Fresh Reads Essay Contest Winner Prakruthi Phaniraj
A man who believes and lives with the mind and heart together lives a life well. However, if the same man's mind lives in one place but the heart belongs somewhere else, he lives in confusion and mystery. In Dinaw Mengestu's novel The Beautiful Things That Heaven Bears, Sepha Stephanos experiences this confusion as he searches for his identity and overcomes his displacement of living in a new country, America. He is stuck between the old memories and joyous family members of Ethiopia and the new adventures, as well as struggles, of America. As Stephanos tries to make a living in America by forgetting his homeland and finding love, the confusion of self-identity and displacement chase after him.

        Even though Stephanos has been living in the United States for seventeen years, he manages to make two African American friends, who, like him, share the longing of home. Through their similarities of homesickness, they all get together and discuss their lives back home, the politics and all the events that happened and are happening in Africa. They typically speak in "broken English of African tyrannies, what had yet to grow tedious," while they create a world of fantasy revolving around their recollections of their joyous lives back in Africa (48). Stephanos lives in this same fantasy world, reliving old memories and anecdotes while concurrently building a life and surviving through the life of the American society with the opening of his international grocery store on the corner of Logan Circle. While Stephanos dwells on the thought of living in isolation for a long period of time, Judith and Naomi, a Caucasian lady and her bi-racial daughter move in next door.    

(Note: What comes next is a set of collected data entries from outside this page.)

impl ReferenceLibrary {
    pub fn new() -> Self {
        Self::default()
    }

    /// A library holding the stock operations-assistant fragments and a
    /// default bundle that includes them all.
    pub fn with_defaults() -> Self {
        let library = Self::new();
        let mut bundle = Bundle::new(DEFAULT_BUNDLE_KEY, "Default IT assistant");
        bundle.description = Some("Core references for the operations assistant".into());
        bundle.is_default = true;

        for (index, fragment) in default_fragments().into_iter().enumerate() {
            bundle.entries.push(BundleEntry {
                fragment_key: fragment.key.clone(),
                order: index as i32 * 10,
            });
            library.upsert_fragment(fragment);
        }
        // A fresh library cannot already contain the bundle.
        let _ = library.create_bundle(bundle);
        library
    }

    /// Parse a TOML document of `[[fragments]]` and `[[bundles]]`.
    pub fn from_toml_str(source: &str) -> Result<Self, LibraryError> {
        let library = Self::new();
        library.load_toml_str(source)?;
        Ok(library)
    }

    /// Merge a TOML document into this library.
    ///
    /// Fragments go through [`upsert_fragment`](Self::upsert_fragment);
    /// bundles replace any bundle with the same key.
    pub fn load_toml_str(&self, source: &str) -> Result<(), LibraryError> {
        let file: LibraryFile = toml::from_str(source)?;
        let fragment_count = file.fragments.len();
        let bundle_count = file.bundles.len();

        for fragment in file.fragments {
            self.upsert_fragment(fragment);
        }
        for bundle in file.bundles {
            self.put_bundle(bundle);
        }
        info!(fragments = fragment_count, bundles = bundle_count, "Loaded reference library");
        Ok(())
    }

    pub fn load_file(&self, path: &Path) -> Result<(), LibraryError> {
        let source = std::fs::read_to_string(path)?;
        self.load_toml_str(&source)
    }

    // ── Fragments ───────────────────────────────────────────────────────

    /// Create or update a fragment and return the stored copy.
    ///
    /// An update keeps the stored version unless the body changed, in
    /// which case the version is bumped by one.
    pub fn upsert_fragment(&self, mut fragment: Fragment) -> Fragment {
        let mut shelves = self.shelves.write().unwrap_or_else(|e| e.into_inner());
        if let Some(existing) = shelves.fragments.get(&fragment.key) {
            fragment.version = if existing.body != fragment.body {
                existing.version + 1
            } else {
                existing.version
            };
            debug!(fragment = %fragment.key, version = fragment.version, "Updated fragment");
        }
        shelves.fragments.insert(fragment.key.clone(), fragment.clone());
        fragment
    }

    /// Soft-delete a fragment. Returns false when it does not exist.
    pub fn deactivate_fragment(&self, key: &str) -> bool {
        let mut shelves = self.shelves.write().unwrap_or_else(|e| e.into_inner());
        match shelves.fragments.get_mut(key) {
            Some(fragment) => {
                fragment.active = false;
                true
            }
            None => false,
        }
    }

    pub fn fragment(&self, key: &str) -> Option<Fragment> {
        self.shelves
            .read()
            .unwrap_or_else(|e| e.into_inner())
            .fragments
            .get(key)
            .cloned()
    }

    /// Fragments sorted by key, optionally including inactive ones.
    pub fn fragments(&self, include_inactive: bool) -> Vec<Fragment> {
        self.shelves
            .read()
            .unwrap_or_else(|e| e.into_inner())
            .fragments
            .values()
            .filter(|f| include_inactive || f.active)
            .cloned()
            .collect()
    }

    // ── Bundles ─────────────────────────────────────────────────────────

    /// Add a new bundle. A default bundle clears the previous default.
    pub fn create_bundle(&self, bundle: Bundle) -> Result<(), LibraryError> {
        if self.bundle(&bundle.key).is_some() {
            return Err(LibraryError::DuplicateBundle(bundle.key));
        }
        self.put_bundle(bundle);
        Ok(())
    }

    /// Insert or replace a bundle. Replacing the current default keeps
    /// the default flag, so the library never loses its default bundle.
    fn put_bundle(&self, mut bundle: Bundle) {
        let mut shelves = self.shelves.write().unwrap_or_else(|e| e.into_inner());
        if !bundle.is_default
            && shelves.bundles.get(&bundle.key).is_some_and(|existing| existing.is_default)
        {
            warn!(bundle = %bundle.key, "Replacement for the default bundle is not marked default; keeping it as default");
            bundle.is_default = true;
        }
        if bundle.is_default {
            for other in shelves.bundles.values_mut() {
                other.is_default = false;
            }
        }
        shelves.bundles.insert(bundle.key.clone(), bundle);
    }

    pub fn bundle(&self, key: &str) -> Option<Bundle> {
        self.shelves
            .read()
            .unwrap_or_else(|e| e.into_inner())
            .bundles
            .get(key)
            .cloned()
    }

    pub fn default_bundle(&self) -> Option<Bundle> {
        self.shelves
            .read()
            .unwrap_or_else(|e| e.into_inner())
            .bundles
            .values()
            .find(|b| b.is_default)
            .cloned()
    }

    pub fn bundles(&self) -> Vec<Bundle> {
        self.shelves
            .read()
            .unwrap_or_else(|e| e.into_inner())
            .bundles
            .values()
            .cloned()
            .collect()
    }

    /// Place a fragment in a bundle at `order`, moving it if already present.
    pub fn add_to_bundle(&self, bundle_key: &str, fragment_key: &str, order: i32) -> Result<(), LibraryError> {
        let mut shelves = self.shelves.write().unwrap_or_else(|e| e.into_inner());
        if !shelves.fragments.contains_key(fragment_key) {
            return Err(LibraryError::UnknownFragment(fragment_key.to_string()));
        }
        let bundle = shelves
            .bundles
            .get_mut(bundle_key)
            .ok_or_else(|| LibraryError::UnknownBundle(bundle_key.to_string()))?;

        match bundle.entries.iter_mut().find(|e| e.fragment_key == fragment_key) {
            Some(entry) => entry.order = order,
            None => bundle.entries.push(BundleEntry {
                fragment_key: fragment_key.to_string(),
                order,
            }),
        }
        Ok(())
    }

    /// Returns whether the fragment was part of the bundle.
    pub fn remove_from_bundle(&self, bundle_key: &str, fragment_key: &str) -> Result<bool, LibraryError> {
        let mut shelves = self.shelves.write().unwrap_or_else(|e| e.into_inner());
        let bundle = shelves
            .bundles
            .get_mut(bundle_key)
            .ok_or_else(|| LibraryError::UnknownBundle(bundle_key.to_string()))?;
        let before = bundle.entries.len();
        bundle.entries.retain(|e| e.fragment_key != fragment_key);
        Ok(bundle.entries.len() != before)
    }
}
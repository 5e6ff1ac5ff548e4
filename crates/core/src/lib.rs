//! # OpsClaw Core
//!
//! Domain types, traits, and error definitions for the OpsClaw operations
//! assistant. This crate has **no transport or storage dependencies**: it
//! defines the model every other crate implements against.
//!
//! ## Seams
//!
//! The orchestration core talks to three external collaborators, each
//! defined here as a narrow trait:
//! - [`Provider`] for model backends
//! - [`Executor`] / [`PreCheck`] for operation handlers
//! - [`Store`] for durable conversation and audit records

pub mod error;
pub mod message;
pub mod provider;
pub mod operation;
pub mod reference;
pub mod audit;
pub mod store;
pub mod event;

// Re-export key types at crate root for ergonomics
pub use error::{Error, Result};
pub use message::{Message, Role, ConversationId, MessageToolCall};
pub use provider::{
    FinishReason, ModelCapabilities, Provider, ProviderRequest, ProviderResponse,
    TokenLimitParam, ToolDefinition, Usage,
};
pub use operation::{
    Caller, ErrorCode, Executor, ExecutorError, OperationKind, OperationOutcome,
    OperationOutput, PreCheck, PreCheckFailure,
};
pub use reference::{Bundle, Fragment, FragmentCategory, ReferenceUsageRecord};
pub use audit::{FlowStepRecord, LogicConfig, LogicVersion, StepType};
pub use store::Store;
pub use event::{DomainEvent, EventBus};
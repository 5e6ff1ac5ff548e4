//! Operations every deployment gets for free.

use crate::catalog::OperationCatalog;
use crate::definition::OperationDefinition;
use crate::schema::{FieldSpec, ParameterSchema};
use opsclaw_core::error::CatalogError;
use opsclaw_core::operation::{OperationKind, OperationOutput, executor_fn};
use serde_json::json;

/// Liveness check the model can call without side effects.
pub fn ping() -> OperationDefinition {
    OperationDefinition::new(
        "ping",
        OperationKind::Query,
        executor_fn(|_, _| async {
            Ok(OperationOutput::message("pong").with_data(json!({
                "timestamp": chrono::Utc::now().to_rfc3339(),
            })))
        }),
    )
    .with_display_name("Ping")
    .with_description("Check that the assistant backend is reachable")
    .with_tags(["diagnostics"])
}

/// Repeats the given text back.
pub fn echo() -> OperationDefinition {
    OperationDefinition::new(
        "echo",
        OperationKind::Query,
        executor_fn(|params, _| async move {
            let text = params["text"].as_str().unwrap_or_default().to_string();
            Ok(OperationOutput::message(text.clone()).with_data(json!({ "text": text })))
        }),
    )
    .with_display_name("Echo")
    .with_description("Repeat a piece of text back to the caller")
    .with_schema(
        ParameterSchema::new().field(FieldSpec::string("text").describe("Text to repeat").required()),
    )
    .with_tags(["diagnostics"])
}

/// Register `ping` and `echo`.
pub fn register_defaults(catalog: &OperationCatalog) -> Result<(), CatalogError> {
    catalog.register(ping())?;
    catalog.register(echo())?;
    Ok(())
}
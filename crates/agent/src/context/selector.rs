//! Reference selection: which fragments of a bundle apply to this request.

use super::library::ReferenceLibrary;
use opsclaw_core::reference::{Applicability, Fragment, FragmentSnapshot};
use tracing::debug;

/// Everything the selector looks at. Identical queries against an
/// unchanged library always select the same fragments in the same order.
#[derive(Debug, Clone, Default, PartialEq, Eq)]
pub struct ReferenceQuery {
    /// Bundle to draw from; `None` or an unknown key means the default bundle
    pub bundle_key: Option<String>,
    pub roles: Vec<String>,
    pub mode: Option<String>,
    pub page_path: Option<String>,
    /// Names of the operations offered to the model
    pub tools: Vec<String>,
}

/// The outcome of a selection.
#[derive(Debug, Clone, Default, PartialEq)]
pub struct Selection {
    /// Bundle actually used, if any
    pub bundle_key: Option<String>,
    pub fragments: Vec<Fragment>,
}

impl Selection {
    pub fn is_empty(&self) -> bool {
        self.fragments.is_empty()
    }

    pub fn snapshots(&self) -> Vec<FragmentSnapshot> {
        self.fragments.iter().map(Fragment::snapshot).collect()
    }
}

/// Pick the active, applicable fragments of the requested bundle in
/// bundle order.
pub fn select(library: &ReferenceLibrary, query: &ReferenceQuery) -> Selection {
    let bundle = query
        .bundle_key
        .as_deref()
        .and_then(|key| library.bundle(key))
        .or_else(|| library.default_bundle());

    let Some(bundle) = bundle else {
        debug!("No reference bundle available, using base instructions only");
        return Selection::default();
    };

    let fragments: Vec<Fragment> = bundle
        .ordered_entries()
        .into_iter()
        .filter_map(|entry| library.fragment(&entry.fragment_key))
        .filter(|fragment| fragment.active && applies(&fragment.applies_to, query))
        .collect();

    debug!(bundle = %bundle.key, selected = fragments.len(), "Selected reference fragments");
    Selection {
        bundle_key: Some(bundle.key),
        fragments,
    }
}

/// Every predicate that is set must match; unset (or empty) ones pass.
pub fn applies(predicates: &Applicability, query: &ReferenceQuery) -> bool {
    let roles_ok = restricted(&predicates.roles)
        .is_none_or(|roles| roles.iter().any(|r| query.roles.contains(r)));

    let mode_ok = restricted(&predicates.modes)
        .is_none_or(|modes| query.mode.as_ref().is_some_and(|m| modes.contains(m)));

    let page_ok = restricted(&predicates.pages).is_none_or(|pages| {
        query
            .page_path
            .as_deref()
            .is_some_and(|path| pages.iter().any(|p| page_matches(p, path)))
    });

    let tools_ok = restricted(&predicates.tools)
        .is_none_or(|tools| tools.iter().any(|t| query.tools.contains(t)));

    roles_ok && mode_ok && page_ok && tools_ok
}

fn restricted(list: &Option<Vec<String>>) -> Option<&Vec<String>> {
    list.as_ref().filter(|l| !l.is_empty())
}

/// `/azure/*` matches any path starting with `/azure/`; anything else is exact.
pub fn page_matches(pattern: &str, path: &str) -> bool {
    match pattern.strip_suffix('*') {
        Some(prefix) => path.starts_with(prefix),
        None => pattern == path,
    }
}

#[cfg(test)]
mod tests {
    use super::*;
    use opsclaw_core::reference::Bundle;

    fn library() -> ReferenceLibrary {
        let library = ReferenceLibrary::new();
        library.upsert_fragment(Fragment::new("base", "Base", "Always here"));
        library.upsert_fragment(Fragment::new("admin", "Admin", "Admin only").for_roles(["admin"]));
        library.upsert_fragment(Fragment::new("azure", "Azure", "Azure pages").for_pages(["/azure/*"]));
        library.upsert_fragment(Fragment::new("brief", "Brief", "Be brief").for_modes(["brief"]));
        library.upsert_fragment(Fragment::new("ping", "Ping", "Ping usage").for_tools(["ping"]));

        let mut bundle = Bundle::new("main", "Main");
        bundle.is_default = true;
        library.create_bundle(bundle).unwrap();
        for (order, key) in ["ping", "brief", "azure", "admin", "base"].iter().enumerate() {
            library.add_to_bundle("main", key, 50 - order as i32).unwrap();
        }
        library
    }

    fn keys(selection: &Selection) -> Vec<&str> {
        selection.fragments.iter().map(|f| f.key.as_str()).collect()
    }

    #[test]
    fn unrestricted_query_gets_only_unrestricted_fragments() {
        let selection = select(&library(), &ReferenceQuery::default());
        assert_eq!(selection.bundle_key.as_deref(), Some("main"));
        assert_eq!(keys(&selection), vec!["base"]);
    }

    #[test]
    fn all_predicates_matching_selects_in_bundle_order() {
        let query = ReferenceQuery {
            bundle_key: None,
            roles: vec!["admin".into()],
            mode: Some("brief".into()),
            page_path: Some("/azure/vms".into()),
            tools: vec!["ping".into()],
        };
        let selection = select(&library(), &query);
        assert_eq!(keys(&selection), vec!["base", "admin", "azure", "brief", "ping"]);
    }

    #[test]
    fn page_patterns() {
        assert!(page_matches("/azure/*", "/azure/vms"));
        assert!(page_matches("/azure/*", "/azure/"));
        assert!(!page_matches("/azure/*", "/azurex"));
        assert!(page_matches("/dashboard", "/dashboard"));
        assert!(!page_matches("/dashboard", "/dashboard/sub"));
    }

    #[test]
    fn unknown_bundle_falls_back_to_default() {
        let query = ReferenceQuery {
            bundle_key: Some("missing".into()),
            ..Default::default()
        };
        assert_eq!(select(&library(), &query).bundle_key.as_deref(), Some("main"));
    }

    #[test]
    fn no_bundle_selects_nothing() {
        let selection = select(&ReferenceLibrary::new(), &ReferenceQuery::default());
        assert!(selection.is_empty());
        assert!(selection.bundle_key.is_none());
    }

    #[test]
    fn inactive_fragments_are_skipped() {
        let library = library();
        library.deactivate_fragment("base");
        assert!(select(&library, &ReferenceQuery::default()).is_empty());
    }

    #[test]
    fn empty_predicate_list_is_unrestricted() {
        let predicates = Applicability {
            roles: Some(vec![]),
            ..Default::default()
        };
        assert!(applies(&predicates, &ReferenceQuery::default()));
    }

    #[test]
    fn selection_is_deterministic() {
        let library = library();
        let query = ReferenceQuery {
            roles: vec!["admin".into()],
            tools: vec!["ping".into()],
            ..Default::default()
        };
        let first = select(&library, &query);
        for _ in 0..10 {
            assert_eq!(select(&library, &query), first);
        }
    }
}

        Stephano's relationship with the eleven-year-old Naomi deepens and he tries to play the role of a father to Naomi. He remembers his own father and his thoughtful and careful judgment; through this, he cares for Naomi with a stronger heart. As Stephanos reads stories to Naomi, he falls deep into the character's actions and thoughts just as his "father would have done had he been the one reading." He tries to recognize himself with his father, who sacrificed his life for Stephanos and the rest of his family in his own relationship with Naomi. After dusk, he "relived old fantasies and memories" of Ethiopia and pictures his father, recollecting the way he "cried at funerals, baptisms, and weddings."  Stephanos is developing a deeper relationship with Naomi, however the memories of his father are hindering him from making a new start and better relationship with Naomi.
"How was I supposed to live in America when I had never really left Ethiopia? I wasn't, I decided. I wasn't supposed to live here at all," Stephanos thinks as he uses his uncle's couch for two strenuous months (140). However, he soon realizes it is enough and with a little push from his uncle, he gets a small job and even attends the school his uncle picked out for him. Three years later he decides he can’t live like that anymore. "I couldn't believe that my father had died and I was spared in order to carry luggage in and out of a room. There was nothing special to death anymore. I had seen enough lifeless bodies by that point to know that," he thinks as he leans over an edge looking down at the sea (142). The next day he quits his job at Capitol Hotel and soon moves out of his uncle's apartment. With the help of his friends. he soon manages to learn how to "make lists, order supplies and goods and balance my budget" (143).  That's when his new life, along with his friends' new lives, starts.
        After many challenging endeavors and obstacles, he soon comes to a twist in his father's old saying: "A man stuck between two worlds lives and dies alone. I have dangled and been suspended long enough" (228). He is stuck between the two worlds and struggles to know where he truly belongs. Although those moments are inevitable to anyone, all they can do is sit back and look at the life they have made in the place they live. When Stephanos looks at his store, he sees that it could not be more perfect than it already was. He now has something he can truly claim as his own and this new claim is more than just property: it is his final destination and discovery of self-identity.
        Similar to Sepha Stephanos, I feel like I have been pulled between two places: my home country India and the United States. I entered the United States as a child, around eight years old. Although I was young enough to adapt to the culture and ways of the American society, something always seemed to pull me back from reaching out to the other American friends I had made. I didn't realize what it was since I was still so young, but a few years later I returned to India for a visit. Being back with my old friends and close relatives, I realized that my heart still belonged in India and the customs that I was so used to, I couldn't find in America. The Indian languages, Telugu and Kannada, were widely spoken and the food was known to everyone. However in America, I had to hide the Indian curries and rotis I brought to school and speak a language not spoken fluently every day. But soon enough, I taught myself to show the other side of me, the Indian side, to the other Americans around me. I had nothing to be embarrassed about and I although I was living in another country, my home country, mother India, will always be with me. As I found the courage to open up, I found that my peers were very interested in my food and language and even music. As I showed them the variety of Indian delicacies and different music selections, they showed me the different foods and musical artists in America. Then I didn't feel so stuck between where my heart was and the place I lived in. I live in a place where I can engage in the society and around me and live my Indian life as loud as I want.